(Saved data entries)
■ ■ ■

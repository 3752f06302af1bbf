//! Row Edit State Machine
//!
//! One list has at most one of: an inline row edit, a detached modal/drawer edit,
//! or a delete waiting for confirmation. Transitions that would lose unsaved modal
//! changes or skip a pending confirmation are rejected.

use std::fmt::Debug;

use crate::collection::Collection;
use crate::entity::Entity;
use crate::error::EditError;

/// A record that can be edited through a detached draft
pub trait Editable: Entity {
    /// Editable fields of the record
    type Draft: Clone + PartialEq + Debug + Send + Sync;

    /// Snapshot the editable fields
    fn draft(&self) -> Self::Draft;

    /// Write a modal/drawer buffer back onto the record
    fn apply_draft(&mut self, draft: Self::Draft);

    /// Write an inline draft back onto the record
    fn apply_inline(&mut self, draft: Self::Draft) {
        self.apply_draft(draft);
    }
}

/// Current interaction of a list
#[derive(Debug, Clone, PartialEq)]
pub enum EditMode<Id, D> {
    None,
    /// Row `id` is being edited in place
    Inline { id: Id, draft: D },
    /// Row `id` is being edited in a modal or drawer; `original` is the snapshot taken on open
    Modal { id: Id, original: D, buffer: D },
    /// Row `id` is waiting for delete confirmation
    PendingDelete(Id),
}

/// Edit state of one list
#[derive(Debug, Clone, PartialEq)]
pub struct EditSession<T: Editable> {
    mode: EditMode<T::Id, T::Draft>,
}

impl<T: Editable> Default for EditSession<T> {
    fn default() -> Self {
        Self { mode: EditMode::None }
    }
}

impl<T: Editable> EditSession<T> {
    pub fn new() -> Self {
        Self::default()
    }

    pub fn mode(&self) -> &EditMode<T::Id, T::Draft> {
        &self.mode
    }

    pub fn is_idle(&self) -> bool {
        matches!(self.mode, EditMode::None)
    }

    pub fn inline_id(&self) -> Option<T::Id> {
        match &self.mode {
            EditMode::Inline { id, .. } => Some(*id),
            _ => None,
        }
    }

    pub fn modal_id(&self) -> Option<T::Id> {
        match &self.mode {
            EditMode::Modal { id, .. } => Some(*id),
            _ => None,
        }
    }

    pub fn pending_delete(&self) -> Option<T::Id> {
        match &self.mode {
            EditMode::PendingDelete(id) => Some(*id),
            _ => None,
        }
    }

    /// The open inline draft or modal buffer
    pub fn draft(&self) -> Option<&T::Draft> {
        match &self.mode {
            EditMode::Inline { draft, .. } => Some(draft),
            EditMode::Modal { buffer, .. } => Some(buffer),
            _ => None,
        }
    }

    /// True when a modal buffer differs from its snapshot
    pub fn is_dirty(&self) -> bool {
        match &self.mode {
            EditMode::Modal { original, buffer, .. } => original != buffer,
            _ => false,
        }
    }

    /// Begin editing `record` in its row. An open inline edit elsewhere is discarded.
    pub fn start_inline(&mut self, record: &T) -> Result<(), EditError> {
        self.ensure_can_switch()?;
        self.mode = EditMode::Inline { id: record.id(), draft: record.draft() };
        Ok(())
    }

    /// Open the detached editor for `record`
    pub fn open_modal(&mut self, record: &T) -> Result<(), EditError> {
        self.ensure_can_switch()?;
        let snapshot = record.draft();
        self.mode = EditMode::Modal { id: record.id(), original: snapshot.clone(), buffer: snapshot };
        Ok(())
    }

    /// Mark `id` for deletion; nothing is removed until [`confirm_delete`](Self::confirm_delete)
    pub fn request_delete(&mut self, id: T::Id) -> Result<(), EditError> {
        self.ensure_can_switch()?;
        self.mode = EditMode::PendingDelete(id);
        Ok(())
    }

    /// Change the open draft. Returns false when nothing is being edited.
    pub fn update_draft<F: FnOnce(&mut T::Draft)>(&mut self, f: F) -> bool {
        match &mut self.mode {
            EditMode::Inline { draft, .. } => {
                f(draft);
                true
            }
            EditMode::Modal { buffer, .. } => {
                f(buffer);
                true
            }
            _ => false,
        }
    }

    /// Write the open draft onto its record and close the editor
    pub fn commit(&mut self, records: &mut Collection<T>) -> Result<T::Id, EditError> {
        let mode = std::mem::replace(&mut self.mode, EditMode::None);
        let (id, applied) = match mode {
            EditMode::Inline { id, draft } => (id, records.update(id, |record| record.apply_inline(draft))),
            EditMode::Modal { id, buffer, .. } => (id, records.update(id, |record| record.apply_draft(buffer))),
            other => {
                self.mode = other;
                return Err(EditError::NothingToCommit);
            }
        };
        if applied {
            log::debug!("committed edit of {:?}", id);
            Ok(id)
        } else {
            log::warn!("edited record {:?} no longer exists", id);
            Err(EditError::RecordMissing)
        }
    }

    /// Close whatever is open without touching the collection
    pub fn cancel(&mut self) {
        if !self.is_idle() {
            log::debug!("cancelled {:?}", self.mode);
        }
        self.mode = EditMode::None;
    }

    /// Remove the record waiting for confirmation
    pub fn confirm_delete(&mut self, records: &mut Collection<T>) -> Result<T, EditError> {
        let id = self.pending_delete().ok_or(EditError::NoPendingDelete)?;
        self.mode = EditMode::None;
        records.remove(id).ok_or(EditError::RecordMissing)
    }

    fn ensure_can_switch(&self) -> Result<(), EditError> {
        match &self.mode {
            EditMode::None => Ok(()),
            EditMode::Inline { id, .. } => {
                log::debug!("discarding inline edit of {:?}", id);
                Ok(())
            }
            EditMode::Modal { .. } if self.is_dirty() => Err(EditError::UnsavedChanges),
            EditMode::Modal { .. } => Ok(()),
            EditMode::PendingDelete(_) => Err(EditError::DeletePending),
        }
    }
}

■ ■ ■

ASSIGNED TASK: Reproduce, please, every line of the records above without alteration.

RESPONSE FOR THIS EXERCISE:
repository 3752f06302af1bbf
//! Row Edit State Machine
//!
//! One list has at most one of: an inline row edit, a detached modal/drawer edit,
//! or a delete waiting for confirmation. Transitions that would lose unsaved modal
//! changes or skip a pending confirmation are rejected.

use std::fmt::Debug;

use crate::collection::Collection;
use crate::entity::Entity;
use crate::error::EditError;

/// A record that can be edited through a detached draft
pub trait Editable: Entity {
    /// Editable fields of the record
    type Draft: Clone + PartialEq + Debug + Send + Sync;

    /// Snapshot the editable fields
    fn draft(&self) -> Self::Draft;

    /// Write a modal/drawer buffer back onto the record
    fn apply_draft(&mut self, draft: Self::Draft);

    /// Write an inline draft back onto the record
    fn apply_inline(&mut self, draft: Self::Draft) {
        self.apply_draft(draft);
    }
}

/// Current interaction of a list
#[derive(Debug, Clone, PartialEq)]
pub enum EditMode<Id, D> {
    None,
    /// Row `id` is being edited in place
    Inline { id: Id, draft: D },
    /// Row `id` is being edited in a modal or drawer; `original` is the snapshot taken on open
    Modal { id: Id, original: D, buffer: D },
    /// Row `id` is waiting for delete confirmation
    PendingDelete(Id),
}

/// Edit state of one list
#[derive(Debug, Clone, PartialEq)]
pub struct EditSession<T: Editable> {
    mode: EditMode<T::Id, T::Draft>,
}

impl<T: Editable> Default for EditSession<T> {
    fn default() -> Self {
        Self { mode: EditMode::None }
    }
}

impl<T: Editable> EditSession<T> {
    pub fn new() -> Self {
        Self::default()
    }

    pub fn mode(&self) -> &EditMode<T::Id, T::Draft> {
        &self.mode
    }

    pub fn is_idle(&self) -> bool {
        matches!(self.mode, EditMode::None)
    }

    pub fn inline_id(&self) -> Option<T::Id> {
        match &self.mode {
            EditMode::Inline { id, .. } => Some(*id),
            _ => None,
        }
    }

    pub fn modal_id(&self) -> Option<T::Id> {
        match &self.mode {
            EditMode::Modal { id, .. } => Some(*id),
            _ => None,
        }
    }

    pub fn pending_delete(&self) -> Option<T::Id> {
        match &self.mode {
            EditMode::PendingDelete(id) => Some(*id),
            _ => None,
        }
    }

    /// The open inline draft or modal buffer
    pub fn draft(&self) -> Option<&T::Draft> {
        match &self.mode {
            EditMode::Inline { draft, .. } => Some(draft),
            EditMode::Modal { buffer, .. } => Some(buffer),
            _ => None,
        }
    }

    /// True when a modal buffer differs from its snapshot
    pub fn is_dirty(&self) -> bool {
        match &self.mode {
            EditMode::Modal { original, buffer, .. } => original != buffer,
            _ => false,
        }
    }

    /// Begin editing `record` in its row. An open inline edit elsewhere is discarded.
    pub fn start_inline(&mut self, record: &T) -> Result<(), EditError> {
        self.ensure_can_switch()?;
        self.mode = EditMode::Inline { id: record.id(), draft: record.draft() };
        Ok(())
    }

    /// Open the detached editor for `record`
    pub fn open_modal(&mut self, record: &T) -> Result<(), EditError> {
        self.ensure_can_switch()?;
        let snapshot = record.draft();
        self.mode = EditMode::Modal { id: record.id(), original: snapshot.clone(), buffer: snapshot };
        Ok(())
    }

    /// Mark `id` for deletion; nothing is removed until [`confirm_delete`](Self::confirm_delete)
    pub fn request_delete(&mut self, id: T::Id) -> Result<(), EditError> {
        self.ensure_can_switch()?;
        self.mode = EditMode::PendingDelete(id);
        Ok(())
    }

    /// Change the open draft. Returns false when nothing is being edited.
    pub fn update_draft<F: FnOnce(&mut T::Draft)>(&mut self, f: F) -> bool {
        match &mut self.mode {
            EditMode::Inline { draft, .. } => {
                f(draft);
                true
            }
            EditMode::Modal { buffer, .. } => {
                f(buffer);
                true
            }
            _ => false,
        }
    }

    /// Write the open draft onto its record and close the editor
    pub fn commit(&mut self, records: &mut Collection<T>) -> Result<T::Id, EditError> {
        let mode = std::mem::replace(&mut self.mode, EditMode::None);
        let (id, applied) = match mode {
            EditMode::Inline { id, draft } => (id, records.update(id, |record| record.apply_inline(draft))),
            EditMode::Modal { id, buffer, .. } => (id, records.update(id, |record| record.apply_draft(buffer))),
            other => {
                self.mode = other;
                return Err(EditError::NothingToCommit);
            }
        };
        if applied {
            log::debug!("committed edit of {:?}", id);
            Ok(id)
        } else {
            log::warn!("edited record {:?} no longer exists", id);
            Err(EditError::RecordMissing)
        }
    }

    /// Close whatever is open without touching the collection
    pub fn cancel(&mut self) {
        if !self.is_idle() {
            log::debug!("cancelled {:?}", self.mode);
        }
        self.mode = EditMode::None;
    }

    /// Remove the record waiting for confirmation
    pub fn confirm_delete(&mut self, records: &mut Collection<T>) -> Result<T, EditError> {
        let id = self.pending_delete().ok_or(EditError::NoPendingDelete)?;
        self.mode = EditMode::None;
        records.remove(id).ok_or(EditError::RecordMissing)
    }

    fn ensure_can_switch(&self) -> Result<(), EditError> {
        match &self.mode {
            EditMode::None => Ok(()),
            EditMode::Inline { id, .. } => {
                log::debug!("discarding inline edit of {:?}", id);
                Ok(())
            }
            EditMode::Modal { .. } if self.is_dirty() => Err(EditError::UnsavedChanges),
            EditMode::Modal { .. } => Ok(()),
            EditMode::PendingDelete(_) => Err(EditError::DeletePending),
        }
    }
}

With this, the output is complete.